From the listing below, work out how many lines contain "IoError". Reply with that number only.

(Provided information begins)

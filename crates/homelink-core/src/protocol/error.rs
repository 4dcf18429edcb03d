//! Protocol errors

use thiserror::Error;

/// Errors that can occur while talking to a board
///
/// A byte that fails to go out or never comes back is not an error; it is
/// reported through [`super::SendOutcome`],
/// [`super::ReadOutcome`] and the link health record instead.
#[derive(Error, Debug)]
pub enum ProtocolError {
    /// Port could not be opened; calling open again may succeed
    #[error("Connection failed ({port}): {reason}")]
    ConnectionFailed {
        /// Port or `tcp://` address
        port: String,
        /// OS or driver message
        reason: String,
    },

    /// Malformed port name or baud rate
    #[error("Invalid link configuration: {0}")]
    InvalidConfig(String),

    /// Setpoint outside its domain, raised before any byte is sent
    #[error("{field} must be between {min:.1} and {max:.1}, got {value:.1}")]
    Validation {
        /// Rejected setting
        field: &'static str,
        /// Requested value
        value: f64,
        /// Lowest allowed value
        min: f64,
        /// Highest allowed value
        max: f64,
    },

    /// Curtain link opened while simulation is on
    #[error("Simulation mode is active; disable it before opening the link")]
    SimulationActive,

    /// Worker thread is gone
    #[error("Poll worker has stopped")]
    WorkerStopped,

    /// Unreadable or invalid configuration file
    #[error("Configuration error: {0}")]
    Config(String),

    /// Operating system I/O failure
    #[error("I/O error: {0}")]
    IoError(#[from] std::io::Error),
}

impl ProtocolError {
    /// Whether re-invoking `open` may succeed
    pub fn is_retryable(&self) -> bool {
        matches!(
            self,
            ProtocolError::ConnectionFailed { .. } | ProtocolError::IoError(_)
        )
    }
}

(Provided information ends)

**Task result:** 2